PROVIDED INFORMATION below:

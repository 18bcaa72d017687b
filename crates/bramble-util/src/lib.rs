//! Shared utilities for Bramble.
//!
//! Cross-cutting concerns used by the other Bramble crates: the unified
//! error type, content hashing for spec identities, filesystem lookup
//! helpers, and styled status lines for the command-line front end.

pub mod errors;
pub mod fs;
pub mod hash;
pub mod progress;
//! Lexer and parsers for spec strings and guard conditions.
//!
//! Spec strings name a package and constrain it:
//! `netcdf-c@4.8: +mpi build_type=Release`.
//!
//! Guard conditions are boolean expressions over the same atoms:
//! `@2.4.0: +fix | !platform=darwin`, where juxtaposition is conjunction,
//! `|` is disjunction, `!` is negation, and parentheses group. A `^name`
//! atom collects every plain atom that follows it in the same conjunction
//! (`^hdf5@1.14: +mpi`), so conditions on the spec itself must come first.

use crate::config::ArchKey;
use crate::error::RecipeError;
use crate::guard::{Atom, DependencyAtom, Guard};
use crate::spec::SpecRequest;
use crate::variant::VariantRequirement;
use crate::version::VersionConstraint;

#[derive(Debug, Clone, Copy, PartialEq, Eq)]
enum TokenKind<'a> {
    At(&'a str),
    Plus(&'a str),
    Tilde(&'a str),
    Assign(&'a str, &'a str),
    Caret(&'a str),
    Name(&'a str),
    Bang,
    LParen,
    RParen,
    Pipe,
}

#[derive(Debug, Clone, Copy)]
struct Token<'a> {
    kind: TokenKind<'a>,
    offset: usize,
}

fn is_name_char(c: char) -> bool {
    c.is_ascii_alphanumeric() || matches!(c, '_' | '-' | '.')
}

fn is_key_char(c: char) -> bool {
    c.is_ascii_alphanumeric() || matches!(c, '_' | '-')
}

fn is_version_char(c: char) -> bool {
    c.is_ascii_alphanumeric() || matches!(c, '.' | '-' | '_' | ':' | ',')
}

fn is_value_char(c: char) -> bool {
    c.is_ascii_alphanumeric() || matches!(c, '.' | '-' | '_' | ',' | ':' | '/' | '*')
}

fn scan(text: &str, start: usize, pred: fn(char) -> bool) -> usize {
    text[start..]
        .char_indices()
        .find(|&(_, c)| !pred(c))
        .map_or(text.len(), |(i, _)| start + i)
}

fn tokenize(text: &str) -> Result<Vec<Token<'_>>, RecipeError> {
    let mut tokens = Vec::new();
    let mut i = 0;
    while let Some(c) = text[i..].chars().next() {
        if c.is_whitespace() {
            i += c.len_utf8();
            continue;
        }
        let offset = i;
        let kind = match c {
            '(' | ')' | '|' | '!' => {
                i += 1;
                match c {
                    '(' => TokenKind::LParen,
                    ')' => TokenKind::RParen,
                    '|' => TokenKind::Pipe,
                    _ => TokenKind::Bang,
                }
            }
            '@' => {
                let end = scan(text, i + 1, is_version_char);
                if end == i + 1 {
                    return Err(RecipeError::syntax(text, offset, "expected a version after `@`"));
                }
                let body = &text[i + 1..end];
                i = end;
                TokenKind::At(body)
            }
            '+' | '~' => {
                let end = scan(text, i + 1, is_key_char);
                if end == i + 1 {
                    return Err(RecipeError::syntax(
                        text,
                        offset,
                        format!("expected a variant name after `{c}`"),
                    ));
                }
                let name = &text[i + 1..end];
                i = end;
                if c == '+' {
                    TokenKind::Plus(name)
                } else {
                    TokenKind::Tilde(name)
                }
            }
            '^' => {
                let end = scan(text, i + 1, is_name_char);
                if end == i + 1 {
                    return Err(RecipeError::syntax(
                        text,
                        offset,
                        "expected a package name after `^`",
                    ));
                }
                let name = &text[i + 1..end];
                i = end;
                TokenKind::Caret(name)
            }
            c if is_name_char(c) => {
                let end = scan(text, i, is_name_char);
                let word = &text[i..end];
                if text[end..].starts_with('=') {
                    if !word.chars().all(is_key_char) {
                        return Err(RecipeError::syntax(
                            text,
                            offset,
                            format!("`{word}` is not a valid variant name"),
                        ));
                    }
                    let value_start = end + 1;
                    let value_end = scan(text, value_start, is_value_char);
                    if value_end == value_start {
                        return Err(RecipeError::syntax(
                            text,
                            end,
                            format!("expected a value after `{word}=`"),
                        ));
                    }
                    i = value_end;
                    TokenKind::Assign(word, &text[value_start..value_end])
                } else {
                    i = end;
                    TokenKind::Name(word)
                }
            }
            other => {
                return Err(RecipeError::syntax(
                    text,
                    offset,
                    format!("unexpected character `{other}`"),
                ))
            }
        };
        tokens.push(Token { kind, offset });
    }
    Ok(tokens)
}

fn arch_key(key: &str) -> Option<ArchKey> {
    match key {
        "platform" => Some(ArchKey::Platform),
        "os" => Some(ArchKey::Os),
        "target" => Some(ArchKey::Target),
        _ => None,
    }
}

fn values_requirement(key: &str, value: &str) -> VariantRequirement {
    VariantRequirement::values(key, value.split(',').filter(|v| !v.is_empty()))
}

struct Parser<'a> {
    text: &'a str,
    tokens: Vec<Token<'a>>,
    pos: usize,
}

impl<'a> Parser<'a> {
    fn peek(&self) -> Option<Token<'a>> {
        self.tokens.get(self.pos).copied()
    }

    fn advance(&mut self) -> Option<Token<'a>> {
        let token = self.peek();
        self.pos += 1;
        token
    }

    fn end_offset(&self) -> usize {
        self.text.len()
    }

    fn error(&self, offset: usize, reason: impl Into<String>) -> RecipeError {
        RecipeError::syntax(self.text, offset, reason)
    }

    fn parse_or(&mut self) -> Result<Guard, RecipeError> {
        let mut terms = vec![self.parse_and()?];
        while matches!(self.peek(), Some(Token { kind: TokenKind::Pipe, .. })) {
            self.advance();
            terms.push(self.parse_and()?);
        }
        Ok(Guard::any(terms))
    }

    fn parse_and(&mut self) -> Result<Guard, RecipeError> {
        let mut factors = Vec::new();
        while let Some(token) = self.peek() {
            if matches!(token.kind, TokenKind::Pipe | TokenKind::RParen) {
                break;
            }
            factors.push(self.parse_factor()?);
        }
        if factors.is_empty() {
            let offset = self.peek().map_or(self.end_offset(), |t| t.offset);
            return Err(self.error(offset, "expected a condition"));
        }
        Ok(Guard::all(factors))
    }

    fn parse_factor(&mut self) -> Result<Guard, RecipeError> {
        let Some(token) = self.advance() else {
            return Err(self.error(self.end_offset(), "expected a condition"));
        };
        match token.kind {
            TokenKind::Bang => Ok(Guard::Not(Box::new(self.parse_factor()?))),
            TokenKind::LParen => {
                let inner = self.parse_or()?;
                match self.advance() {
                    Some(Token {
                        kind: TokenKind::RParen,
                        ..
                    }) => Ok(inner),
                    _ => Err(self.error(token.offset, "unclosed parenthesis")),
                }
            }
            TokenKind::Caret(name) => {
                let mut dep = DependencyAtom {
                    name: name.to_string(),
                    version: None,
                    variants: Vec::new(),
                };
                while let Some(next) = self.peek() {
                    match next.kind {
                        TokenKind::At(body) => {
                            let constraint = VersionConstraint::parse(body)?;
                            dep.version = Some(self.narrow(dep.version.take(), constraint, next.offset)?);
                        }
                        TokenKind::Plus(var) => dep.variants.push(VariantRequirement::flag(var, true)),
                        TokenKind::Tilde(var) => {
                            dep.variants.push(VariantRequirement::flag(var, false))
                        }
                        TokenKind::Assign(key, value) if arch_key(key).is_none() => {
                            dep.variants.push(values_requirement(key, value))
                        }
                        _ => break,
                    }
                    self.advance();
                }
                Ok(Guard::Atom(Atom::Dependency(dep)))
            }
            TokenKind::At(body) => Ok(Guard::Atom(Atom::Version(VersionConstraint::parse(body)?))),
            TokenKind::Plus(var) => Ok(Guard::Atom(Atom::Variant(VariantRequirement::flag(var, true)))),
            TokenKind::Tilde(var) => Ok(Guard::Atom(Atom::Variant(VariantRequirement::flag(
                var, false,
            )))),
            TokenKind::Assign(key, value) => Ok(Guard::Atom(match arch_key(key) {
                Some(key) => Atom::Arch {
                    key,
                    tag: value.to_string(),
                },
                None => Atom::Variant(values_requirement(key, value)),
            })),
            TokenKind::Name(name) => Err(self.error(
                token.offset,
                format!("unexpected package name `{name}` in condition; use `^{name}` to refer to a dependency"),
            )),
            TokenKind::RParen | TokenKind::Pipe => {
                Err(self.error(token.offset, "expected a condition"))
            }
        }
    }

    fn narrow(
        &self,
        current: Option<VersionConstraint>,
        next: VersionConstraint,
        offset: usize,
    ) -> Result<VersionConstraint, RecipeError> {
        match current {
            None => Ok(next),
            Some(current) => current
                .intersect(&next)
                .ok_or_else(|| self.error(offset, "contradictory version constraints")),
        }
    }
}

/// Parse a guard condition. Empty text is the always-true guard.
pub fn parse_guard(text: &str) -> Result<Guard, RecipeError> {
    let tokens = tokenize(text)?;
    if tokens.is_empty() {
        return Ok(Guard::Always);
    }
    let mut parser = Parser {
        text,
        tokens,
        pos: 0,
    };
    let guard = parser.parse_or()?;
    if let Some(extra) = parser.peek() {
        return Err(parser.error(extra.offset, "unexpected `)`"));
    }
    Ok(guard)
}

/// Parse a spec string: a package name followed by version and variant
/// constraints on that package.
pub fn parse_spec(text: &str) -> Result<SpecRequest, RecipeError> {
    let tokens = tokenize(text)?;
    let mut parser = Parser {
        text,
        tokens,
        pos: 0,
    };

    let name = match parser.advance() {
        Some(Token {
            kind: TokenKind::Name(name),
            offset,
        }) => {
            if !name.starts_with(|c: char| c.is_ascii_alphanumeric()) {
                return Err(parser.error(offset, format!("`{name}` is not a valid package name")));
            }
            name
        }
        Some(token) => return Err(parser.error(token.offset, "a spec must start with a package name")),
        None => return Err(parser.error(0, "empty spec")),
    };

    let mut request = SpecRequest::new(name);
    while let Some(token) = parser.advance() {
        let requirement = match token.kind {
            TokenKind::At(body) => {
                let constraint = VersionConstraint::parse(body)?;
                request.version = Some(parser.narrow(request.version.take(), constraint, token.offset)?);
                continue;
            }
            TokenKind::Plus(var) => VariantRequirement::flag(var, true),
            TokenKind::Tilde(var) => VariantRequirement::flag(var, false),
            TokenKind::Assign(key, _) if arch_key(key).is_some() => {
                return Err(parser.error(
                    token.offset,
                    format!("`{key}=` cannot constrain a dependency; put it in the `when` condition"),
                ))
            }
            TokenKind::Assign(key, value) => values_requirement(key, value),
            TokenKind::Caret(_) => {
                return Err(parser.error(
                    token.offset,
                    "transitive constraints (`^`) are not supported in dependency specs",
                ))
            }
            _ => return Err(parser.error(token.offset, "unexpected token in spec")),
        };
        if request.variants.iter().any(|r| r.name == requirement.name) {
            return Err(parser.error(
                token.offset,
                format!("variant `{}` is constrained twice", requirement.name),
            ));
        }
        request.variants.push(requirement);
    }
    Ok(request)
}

End of PROVIDED INFORMATION.

(TASK DETAILS):
In the data above, tally the lines that contain the string "other" and give that figure alone.

(FINISHED TASK):
3